───── Input material ─────

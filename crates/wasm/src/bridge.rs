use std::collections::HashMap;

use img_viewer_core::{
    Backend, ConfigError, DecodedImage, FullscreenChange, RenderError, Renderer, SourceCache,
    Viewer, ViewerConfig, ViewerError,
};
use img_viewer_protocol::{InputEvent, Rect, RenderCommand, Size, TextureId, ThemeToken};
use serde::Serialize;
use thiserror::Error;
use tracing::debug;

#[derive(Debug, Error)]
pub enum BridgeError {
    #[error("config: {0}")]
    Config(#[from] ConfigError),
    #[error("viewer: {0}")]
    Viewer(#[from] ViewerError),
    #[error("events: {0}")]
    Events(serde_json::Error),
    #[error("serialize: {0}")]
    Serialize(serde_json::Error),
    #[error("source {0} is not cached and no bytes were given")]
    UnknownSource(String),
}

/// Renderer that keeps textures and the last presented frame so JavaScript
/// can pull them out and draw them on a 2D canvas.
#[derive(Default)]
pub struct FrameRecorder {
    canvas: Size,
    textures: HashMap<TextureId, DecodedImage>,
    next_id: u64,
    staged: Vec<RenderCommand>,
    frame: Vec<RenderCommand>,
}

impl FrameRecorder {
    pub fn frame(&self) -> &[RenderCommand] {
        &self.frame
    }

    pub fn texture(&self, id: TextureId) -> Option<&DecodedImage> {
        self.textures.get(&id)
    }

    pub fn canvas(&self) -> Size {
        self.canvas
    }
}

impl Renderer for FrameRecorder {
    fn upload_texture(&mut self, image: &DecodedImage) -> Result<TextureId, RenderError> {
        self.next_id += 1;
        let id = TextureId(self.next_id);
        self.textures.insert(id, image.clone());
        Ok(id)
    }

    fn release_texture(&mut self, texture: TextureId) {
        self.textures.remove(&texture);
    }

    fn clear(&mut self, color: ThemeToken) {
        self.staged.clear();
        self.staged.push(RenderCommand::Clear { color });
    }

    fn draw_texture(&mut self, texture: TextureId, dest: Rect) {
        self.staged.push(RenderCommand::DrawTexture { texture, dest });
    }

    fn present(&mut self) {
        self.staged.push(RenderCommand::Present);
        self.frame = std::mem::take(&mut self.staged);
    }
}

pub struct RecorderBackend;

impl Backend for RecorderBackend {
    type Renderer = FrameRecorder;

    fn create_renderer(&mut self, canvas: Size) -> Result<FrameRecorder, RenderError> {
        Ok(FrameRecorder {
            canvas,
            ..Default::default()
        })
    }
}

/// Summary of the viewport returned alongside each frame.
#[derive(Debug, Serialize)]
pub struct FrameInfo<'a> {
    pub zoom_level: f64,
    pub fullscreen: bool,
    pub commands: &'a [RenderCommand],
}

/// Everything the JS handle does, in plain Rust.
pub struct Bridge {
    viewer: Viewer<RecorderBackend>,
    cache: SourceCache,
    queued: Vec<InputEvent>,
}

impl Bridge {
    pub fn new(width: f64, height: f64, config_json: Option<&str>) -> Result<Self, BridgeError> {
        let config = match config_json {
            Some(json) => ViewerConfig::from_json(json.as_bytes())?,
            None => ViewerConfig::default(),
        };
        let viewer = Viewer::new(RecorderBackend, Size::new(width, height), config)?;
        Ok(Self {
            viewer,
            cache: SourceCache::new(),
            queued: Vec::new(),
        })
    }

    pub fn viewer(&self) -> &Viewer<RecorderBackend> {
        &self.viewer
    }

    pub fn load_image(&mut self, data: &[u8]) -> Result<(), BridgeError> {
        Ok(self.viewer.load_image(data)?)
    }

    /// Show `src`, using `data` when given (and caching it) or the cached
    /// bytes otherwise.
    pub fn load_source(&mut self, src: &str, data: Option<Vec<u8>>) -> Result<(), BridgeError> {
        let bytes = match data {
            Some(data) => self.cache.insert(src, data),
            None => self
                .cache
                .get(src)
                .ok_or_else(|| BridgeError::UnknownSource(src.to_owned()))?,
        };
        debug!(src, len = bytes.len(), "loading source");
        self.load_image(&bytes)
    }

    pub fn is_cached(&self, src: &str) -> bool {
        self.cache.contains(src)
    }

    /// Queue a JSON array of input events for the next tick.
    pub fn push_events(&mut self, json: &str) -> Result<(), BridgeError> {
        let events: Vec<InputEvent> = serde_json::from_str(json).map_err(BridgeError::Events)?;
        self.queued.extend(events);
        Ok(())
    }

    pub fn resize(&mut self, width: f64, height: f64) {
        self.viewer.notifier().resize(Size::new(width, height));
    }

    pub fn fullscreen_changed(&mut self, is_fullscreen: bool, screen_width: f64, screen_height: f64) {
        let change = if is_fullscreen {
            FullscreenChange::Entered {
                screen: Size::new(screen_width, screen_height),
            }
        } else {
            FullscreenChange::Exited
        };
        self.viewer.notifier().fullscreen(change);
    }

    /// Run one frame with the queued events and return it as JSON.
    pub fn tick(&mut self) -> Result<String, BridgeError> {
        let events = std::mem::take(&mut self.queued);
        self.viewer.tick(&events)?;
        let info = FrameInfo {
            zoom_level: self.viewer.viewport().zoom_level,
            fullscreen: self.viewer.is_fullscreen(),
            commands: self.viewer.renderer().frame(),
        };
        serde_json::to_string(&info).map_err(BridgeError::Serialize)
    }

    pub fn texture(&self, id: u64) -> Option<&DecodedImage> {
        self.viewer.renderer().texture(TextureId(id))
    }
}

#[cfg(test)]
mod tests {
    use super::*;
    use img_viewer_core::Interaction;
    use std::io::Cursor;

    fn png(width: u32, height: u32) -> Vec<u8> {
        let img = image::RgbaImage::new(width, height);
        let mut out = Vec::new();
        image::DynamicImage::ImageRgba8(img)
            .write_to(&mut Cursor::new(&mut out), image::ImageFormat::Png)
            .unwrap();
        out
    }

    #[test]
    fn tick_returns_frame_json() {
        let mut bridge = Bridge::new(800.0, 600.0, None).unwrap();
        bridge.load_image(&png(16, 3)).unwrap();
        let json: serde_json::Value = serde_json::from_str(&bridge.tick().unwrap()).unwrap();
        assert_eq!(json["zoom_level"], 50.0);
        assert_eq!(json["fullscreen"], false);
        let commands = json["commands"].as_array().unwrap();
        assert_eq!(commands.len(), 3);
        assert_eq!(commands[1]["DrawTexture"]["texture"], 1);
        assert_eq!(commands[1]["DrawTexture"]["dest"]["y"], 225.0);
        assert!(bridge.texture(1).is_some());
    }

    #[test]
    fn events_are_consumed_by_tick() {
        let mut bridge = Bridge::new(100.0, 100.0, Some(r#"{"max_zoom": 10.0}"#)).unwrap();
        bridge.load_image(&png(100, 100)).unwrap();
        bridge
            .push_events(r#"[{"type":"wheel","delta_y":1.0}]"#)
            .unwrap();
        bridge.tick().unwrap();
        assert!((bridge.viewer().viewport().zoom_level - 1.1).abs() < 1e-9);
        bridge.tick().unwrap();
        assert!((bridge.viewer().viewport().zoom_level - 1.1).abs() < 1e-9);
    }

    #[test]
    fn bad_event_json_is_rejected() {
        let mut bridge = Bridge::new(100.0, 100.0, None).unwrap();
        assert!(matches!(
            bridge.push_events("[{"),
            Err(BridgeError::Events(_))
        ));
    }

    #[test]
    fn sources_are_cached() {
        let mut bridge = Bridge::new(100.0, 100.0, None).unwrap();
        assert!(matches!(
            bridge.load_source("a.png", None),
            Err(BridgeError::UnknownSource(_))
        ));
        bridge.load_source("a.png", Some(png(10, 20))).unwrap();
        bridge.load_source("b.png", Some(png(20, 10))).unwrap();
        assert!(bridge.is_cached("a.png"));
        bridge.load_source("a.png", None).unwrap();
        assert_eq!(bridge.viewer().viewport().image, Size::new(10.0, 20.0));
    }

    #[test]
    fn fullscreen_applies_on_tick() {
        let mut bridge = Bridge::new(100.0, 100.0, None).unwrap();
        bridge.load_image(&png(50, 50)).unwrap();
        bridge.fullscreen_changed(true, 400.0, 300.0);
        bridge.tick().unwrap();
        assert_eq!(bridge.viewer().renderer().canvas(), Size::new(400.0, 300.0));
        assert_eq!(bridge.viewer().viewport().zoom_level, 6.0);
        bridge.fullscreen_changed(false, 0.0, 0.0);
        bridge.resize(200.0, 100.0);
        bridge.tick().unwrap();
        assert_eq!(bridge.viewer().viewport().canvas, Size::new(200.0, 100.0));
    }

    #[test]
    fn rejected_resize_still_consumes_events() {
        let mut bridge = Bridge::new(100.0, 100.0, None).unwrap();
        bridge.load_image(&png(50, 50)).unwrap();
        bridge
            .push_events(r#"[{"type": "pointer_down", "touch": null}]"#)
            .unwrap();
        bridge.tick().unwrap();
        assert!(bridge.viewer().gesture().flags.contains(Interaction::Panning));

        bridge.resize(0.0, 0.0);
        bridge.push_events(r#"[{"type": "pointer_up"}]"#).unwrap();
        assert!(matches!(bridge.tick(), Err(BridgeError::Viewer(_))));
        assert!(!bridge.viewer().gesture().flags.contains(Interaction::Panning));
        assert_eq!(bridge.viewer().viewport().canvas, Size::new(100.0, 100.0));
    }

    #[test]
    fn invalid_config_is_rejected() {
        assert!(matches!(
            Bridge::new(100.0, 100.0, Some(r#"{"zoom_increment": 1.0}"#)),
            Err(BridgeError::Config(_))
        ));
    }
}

─────
───── Input material ─────

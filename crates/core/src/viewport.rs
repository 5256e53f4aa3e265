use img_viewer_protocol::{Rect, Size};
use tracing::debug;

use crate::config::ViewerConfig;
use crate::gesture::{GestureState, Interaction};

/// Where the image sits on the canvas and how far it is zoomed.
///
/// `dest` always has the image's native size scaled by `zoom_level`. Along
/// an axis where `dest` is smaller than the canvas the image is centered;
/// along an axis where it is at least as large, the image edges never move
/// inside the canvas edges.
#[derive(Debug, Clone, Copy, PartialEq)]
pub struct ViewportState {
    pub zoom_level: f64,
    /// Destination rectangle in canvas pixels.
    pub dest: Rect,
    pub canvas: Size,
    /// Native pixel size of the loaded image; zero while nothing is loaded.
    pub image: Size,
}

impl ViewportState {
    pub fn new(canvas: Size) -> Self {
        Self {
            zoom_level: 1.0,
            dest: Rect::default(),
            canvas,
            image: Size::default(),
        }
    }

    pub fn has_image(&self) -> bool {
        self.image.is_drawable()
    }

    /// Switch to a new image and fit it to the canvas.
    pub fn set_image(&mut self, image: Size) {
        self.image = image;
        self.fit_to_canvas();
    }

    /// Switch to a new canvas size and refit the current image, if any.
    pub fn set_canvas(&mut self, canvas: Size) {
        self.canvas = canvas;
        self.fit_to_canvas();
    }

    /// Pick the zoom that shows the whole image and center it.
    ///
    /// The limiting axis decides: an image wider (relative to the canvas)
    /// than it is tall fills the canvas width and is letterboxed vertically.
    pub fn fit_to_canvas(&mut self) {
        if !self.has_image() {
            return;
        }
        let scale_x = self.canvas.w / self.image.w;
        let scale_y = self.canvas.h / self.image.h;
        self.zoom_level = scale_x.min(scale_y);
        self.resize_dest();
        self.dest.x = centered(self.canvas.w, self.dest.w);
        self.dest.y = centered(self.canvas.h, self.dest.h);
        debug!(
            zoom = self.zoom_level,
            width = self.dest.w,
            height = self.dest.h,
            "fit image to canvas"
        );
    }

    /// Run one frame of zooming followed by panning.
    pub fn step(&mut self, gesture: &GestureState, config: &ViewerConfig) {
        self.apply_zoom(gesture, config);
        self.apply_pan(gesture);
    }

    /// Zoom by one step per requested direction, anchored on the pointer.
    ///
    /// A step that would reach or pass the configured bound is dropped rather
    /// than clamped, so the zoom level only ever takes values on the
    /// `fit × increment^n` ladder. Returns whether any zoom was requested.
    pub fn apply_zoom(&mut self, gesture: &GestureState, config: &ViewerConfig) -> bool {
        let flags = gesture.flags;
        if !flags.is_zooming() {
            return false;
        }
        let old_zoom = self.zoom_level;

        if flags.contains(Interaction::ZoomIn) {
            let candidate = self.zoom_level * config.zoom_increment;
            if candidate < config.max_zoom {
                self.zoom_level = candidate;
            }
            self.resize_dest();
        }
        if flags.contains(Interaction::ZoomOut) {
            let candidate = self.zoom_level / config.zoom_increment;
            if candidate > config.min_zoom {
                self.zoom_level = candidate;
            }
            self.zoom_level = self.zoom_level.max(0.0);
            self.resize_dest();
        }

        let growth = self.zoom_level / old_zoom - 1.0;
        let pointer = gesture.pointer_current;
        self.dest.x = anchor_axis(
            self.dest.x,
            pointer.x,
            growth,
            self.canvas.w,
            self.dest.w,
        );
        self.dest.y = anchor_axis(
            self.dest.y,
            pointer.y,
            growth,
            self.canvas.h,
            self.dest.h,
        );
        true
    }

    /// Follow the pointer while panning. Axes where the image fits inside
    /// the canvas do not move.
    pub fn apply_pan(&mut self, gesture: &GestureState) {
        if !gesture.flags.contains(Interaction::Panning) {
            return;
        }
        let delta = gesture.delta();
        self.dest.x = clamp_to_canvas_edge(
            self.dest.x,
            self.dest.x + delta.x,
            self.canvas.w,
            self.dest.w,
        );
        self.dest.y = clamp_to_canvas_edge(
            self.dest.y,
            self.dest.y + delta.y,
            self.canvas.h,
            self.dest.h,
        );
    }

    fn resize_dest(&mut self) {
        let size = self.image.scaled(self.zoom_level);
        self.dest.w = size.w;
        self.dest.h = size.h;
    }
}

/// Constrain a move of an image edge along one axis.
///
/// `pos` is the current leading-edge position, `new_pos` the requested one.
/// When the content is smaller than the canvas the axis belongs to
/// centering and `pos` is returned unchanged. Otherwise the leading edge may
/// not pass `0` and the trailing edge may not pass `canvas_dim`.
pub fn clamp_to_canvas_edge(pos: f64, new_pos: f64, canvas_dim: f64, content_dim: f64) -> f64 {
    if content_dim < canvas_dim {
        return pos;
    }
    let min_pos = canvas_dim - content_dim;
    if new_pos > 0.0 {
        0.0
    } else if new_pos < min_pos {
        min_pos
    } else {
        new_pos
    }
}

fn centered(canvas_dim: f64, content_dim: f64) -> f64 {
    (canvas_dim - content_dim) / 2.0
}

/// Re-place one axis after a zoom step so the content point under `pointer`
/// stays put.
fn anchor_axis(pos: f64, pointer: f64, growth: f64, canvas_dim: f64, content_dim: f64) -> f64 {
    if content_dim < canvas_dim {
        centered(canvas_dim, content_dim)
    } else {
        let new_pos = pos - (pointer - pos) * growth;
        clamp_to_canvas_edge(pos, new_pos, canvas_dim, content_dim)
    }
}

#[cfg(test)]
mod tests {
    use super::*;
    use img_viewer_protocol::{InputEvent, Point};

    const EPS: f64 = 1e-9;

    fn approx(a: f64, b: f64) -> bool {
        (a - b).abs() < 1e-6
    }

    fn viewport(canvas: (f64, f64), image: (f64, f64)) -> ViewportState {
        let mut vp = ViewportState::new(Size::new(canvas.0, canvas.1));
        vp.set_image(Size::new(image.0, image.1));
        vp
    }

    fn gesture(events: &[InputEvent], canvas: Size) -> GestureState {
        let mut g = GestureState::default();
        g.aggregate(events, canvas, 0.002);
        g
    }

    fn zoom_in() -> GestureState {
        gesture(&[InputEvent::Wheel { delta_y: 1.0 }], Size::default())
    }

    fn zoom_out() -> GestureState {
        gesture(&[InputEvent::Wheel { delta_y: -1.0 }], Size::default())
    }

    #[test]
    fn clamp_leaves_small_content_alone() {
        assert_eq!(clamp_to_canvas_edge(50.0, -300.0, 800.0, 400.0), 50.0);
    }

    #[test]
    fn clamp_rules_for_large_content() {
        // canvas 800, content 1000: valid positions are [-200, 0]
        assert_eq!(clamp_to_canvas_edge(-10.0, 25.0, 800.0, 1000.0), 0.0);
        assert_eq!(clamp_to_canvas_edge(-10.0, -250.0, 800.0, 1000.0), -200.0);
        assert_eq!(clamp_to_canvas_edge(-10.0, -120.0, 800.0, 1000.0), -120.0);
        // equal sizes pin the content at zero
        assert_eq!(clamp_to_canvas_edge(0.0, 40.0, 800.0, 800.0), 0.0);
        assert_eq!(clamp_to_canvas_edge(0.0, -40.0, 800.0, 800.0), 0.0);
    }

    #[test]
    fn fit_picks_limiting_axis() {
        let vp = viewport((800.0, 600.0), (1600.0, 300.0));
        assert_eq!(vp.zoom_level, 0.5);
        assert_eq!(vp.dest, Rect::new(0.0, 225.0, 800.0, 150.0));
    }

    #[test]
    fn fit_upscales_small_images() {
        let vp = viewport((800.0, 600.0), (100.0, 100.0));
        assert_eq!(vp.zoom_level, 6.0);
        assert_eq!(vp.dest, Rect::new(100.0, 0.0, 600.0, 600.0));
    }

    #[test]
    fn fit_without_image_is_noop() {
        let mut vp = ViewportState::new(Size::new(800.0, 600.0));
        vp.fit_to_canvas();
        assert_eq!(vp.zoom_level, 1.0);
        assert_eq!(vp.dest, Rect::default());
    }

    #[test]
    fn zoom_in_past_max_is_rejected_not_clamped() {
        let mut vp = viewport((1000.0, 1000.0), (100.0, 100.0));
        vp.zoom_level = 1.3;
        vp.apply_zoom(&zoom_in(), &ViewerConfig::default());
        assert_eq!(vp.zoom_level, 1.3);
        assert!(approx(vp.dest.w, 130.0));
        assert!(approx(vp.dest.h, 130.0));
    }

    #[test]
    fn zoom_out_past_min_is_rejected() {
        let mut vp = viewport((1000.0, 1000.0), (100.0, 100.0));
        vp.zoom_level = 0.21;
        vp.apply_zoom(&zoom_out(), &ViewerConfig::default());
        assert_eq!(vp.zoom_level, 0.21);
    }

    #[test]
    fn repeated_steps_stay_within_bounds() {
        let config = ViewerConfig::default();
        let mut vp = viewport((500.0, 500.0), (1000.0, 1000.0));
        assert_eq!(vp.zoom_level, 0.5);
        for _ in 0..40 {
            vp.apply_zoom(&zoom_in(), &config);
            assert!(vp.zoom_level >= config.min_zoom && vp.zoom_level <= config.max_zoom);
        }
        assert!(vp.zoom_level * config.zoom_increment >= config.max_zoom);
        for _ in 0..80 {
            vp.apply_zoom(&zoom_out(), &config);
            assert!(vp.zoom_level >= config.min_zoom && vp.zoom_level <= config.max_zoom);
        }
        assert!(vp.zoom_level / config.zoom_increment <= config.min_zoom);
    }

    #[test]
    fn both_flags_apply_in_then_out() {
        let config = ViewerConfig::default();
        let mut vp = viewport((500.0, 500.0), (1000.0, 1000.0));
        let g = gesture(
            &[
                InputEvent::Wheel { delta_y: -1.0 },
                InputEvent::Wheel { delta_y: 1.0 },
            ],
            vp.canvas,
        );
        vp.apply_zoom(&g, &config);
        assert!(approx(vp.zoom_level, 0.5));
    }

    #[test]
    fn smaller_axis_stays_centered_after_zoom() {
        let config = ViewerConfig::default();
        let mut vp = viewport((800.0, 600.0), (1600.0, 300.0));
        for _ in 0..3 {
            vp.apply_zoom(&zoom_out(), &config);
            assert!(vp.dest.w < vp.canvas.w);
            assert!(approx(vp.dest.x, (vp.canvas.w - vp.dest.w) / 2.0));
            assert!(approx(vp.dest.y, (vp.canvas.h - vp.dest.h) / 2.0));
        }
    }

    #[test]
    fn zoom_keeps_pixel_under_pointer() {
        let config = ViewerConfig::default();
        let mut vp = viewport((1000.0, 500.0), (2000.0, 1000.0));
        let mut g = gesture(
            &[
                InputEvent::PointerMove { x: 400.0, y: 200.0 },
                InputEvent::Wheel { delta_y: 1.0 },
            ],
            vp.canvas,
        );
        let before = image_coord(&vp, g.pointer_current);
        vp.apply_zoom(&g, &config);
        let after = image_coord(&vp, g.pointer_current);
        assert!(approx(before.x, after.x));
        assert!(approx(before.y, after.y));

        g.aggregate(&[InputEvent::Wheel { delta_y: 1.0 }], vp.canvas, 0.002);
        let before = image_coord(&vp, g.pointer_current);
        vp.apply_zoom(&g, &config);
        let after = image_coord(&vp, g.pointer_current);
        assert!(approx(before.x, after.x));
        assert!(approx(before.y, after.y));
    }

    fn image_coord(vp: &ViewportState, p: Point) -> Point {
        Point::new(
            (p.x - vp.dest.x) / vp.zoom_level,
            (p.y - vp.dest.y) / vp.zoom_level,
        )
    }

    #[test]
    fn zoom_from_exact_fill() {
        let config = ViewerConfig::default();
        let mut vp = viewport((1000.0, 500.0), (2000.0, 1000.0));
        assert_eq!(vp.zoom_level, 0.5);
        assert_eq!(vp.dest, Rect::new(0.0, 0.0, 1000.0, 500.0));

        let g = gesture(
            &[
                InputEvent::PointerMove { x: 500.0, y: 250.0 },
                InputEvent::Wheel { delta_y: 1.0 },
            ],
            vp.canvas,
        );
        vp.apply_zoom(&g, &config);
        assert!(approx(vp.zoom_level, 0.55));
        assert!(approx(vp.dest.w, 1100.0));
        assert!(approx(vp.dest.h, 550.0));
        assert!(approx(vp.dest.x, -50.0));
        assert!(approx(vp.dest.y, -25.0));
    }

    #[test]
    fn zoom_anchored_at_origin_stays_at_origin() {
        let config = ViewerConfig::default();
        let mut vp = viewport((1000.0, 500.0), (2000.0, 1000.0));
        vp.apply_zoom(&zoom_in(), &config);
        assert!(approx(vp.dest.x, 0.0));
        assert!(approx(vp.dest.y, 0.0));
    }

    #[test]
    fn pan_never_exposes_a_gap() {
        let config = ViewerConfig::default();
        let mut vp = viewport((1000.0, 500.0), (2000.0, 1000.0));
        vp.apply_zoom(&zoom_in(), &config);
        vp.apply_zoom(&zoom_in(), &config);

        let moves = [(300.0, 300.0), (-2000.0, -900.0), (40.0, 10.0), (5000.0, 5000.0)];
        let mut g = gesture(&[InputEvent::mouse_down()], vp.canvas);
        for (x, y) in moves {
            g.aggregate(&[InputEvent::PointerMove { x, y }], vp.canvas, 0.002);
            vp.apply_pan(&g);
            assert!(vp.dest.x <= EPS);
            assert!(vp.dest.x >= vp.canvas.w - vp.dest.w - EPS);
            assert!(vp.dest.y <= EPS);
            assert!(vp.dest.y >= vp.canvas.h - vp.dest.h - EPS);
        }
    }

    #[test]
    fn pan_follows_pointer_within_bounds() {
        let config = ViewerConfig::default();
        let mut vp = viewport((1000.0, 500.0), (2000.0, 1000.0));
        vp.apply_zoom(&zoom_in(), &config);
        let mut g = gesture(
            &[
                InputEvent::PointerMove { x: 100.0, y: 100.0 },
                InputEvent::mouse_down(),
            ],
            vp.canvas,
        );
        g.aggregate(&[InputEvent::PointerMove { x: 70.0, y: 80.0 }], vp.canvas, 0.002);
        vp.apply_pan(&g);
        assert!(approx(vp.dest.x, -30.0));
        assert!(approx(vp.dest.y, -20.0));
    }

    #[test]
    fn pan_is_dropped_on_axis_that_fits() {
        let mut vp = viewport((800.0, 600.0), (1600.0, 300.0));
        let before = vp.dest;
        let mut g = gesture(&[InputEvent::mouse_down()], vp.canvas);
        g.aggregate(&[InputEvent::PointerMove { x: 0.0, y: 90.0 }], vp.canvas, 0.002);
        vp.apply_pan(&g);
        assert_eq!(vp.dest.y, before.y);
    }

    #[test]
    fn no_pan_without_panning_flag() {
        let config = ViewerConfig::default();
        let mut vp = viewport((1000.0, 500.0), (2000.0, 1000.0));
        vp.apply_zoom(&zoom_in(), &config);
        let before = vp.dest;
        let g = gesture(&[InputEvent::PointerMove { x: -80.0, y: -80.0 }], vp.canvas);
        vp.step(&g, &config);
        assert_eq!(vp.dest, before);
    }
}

─────

§ **What you will do**: Copy each line of the listing that includes "ConfigError".

§ **Exercise result**:
    Backend, ConfigError, DecodedImage, FullscreenChange, RenderError, Renderer, SourceCache,
    Config(#[from] ConfigError),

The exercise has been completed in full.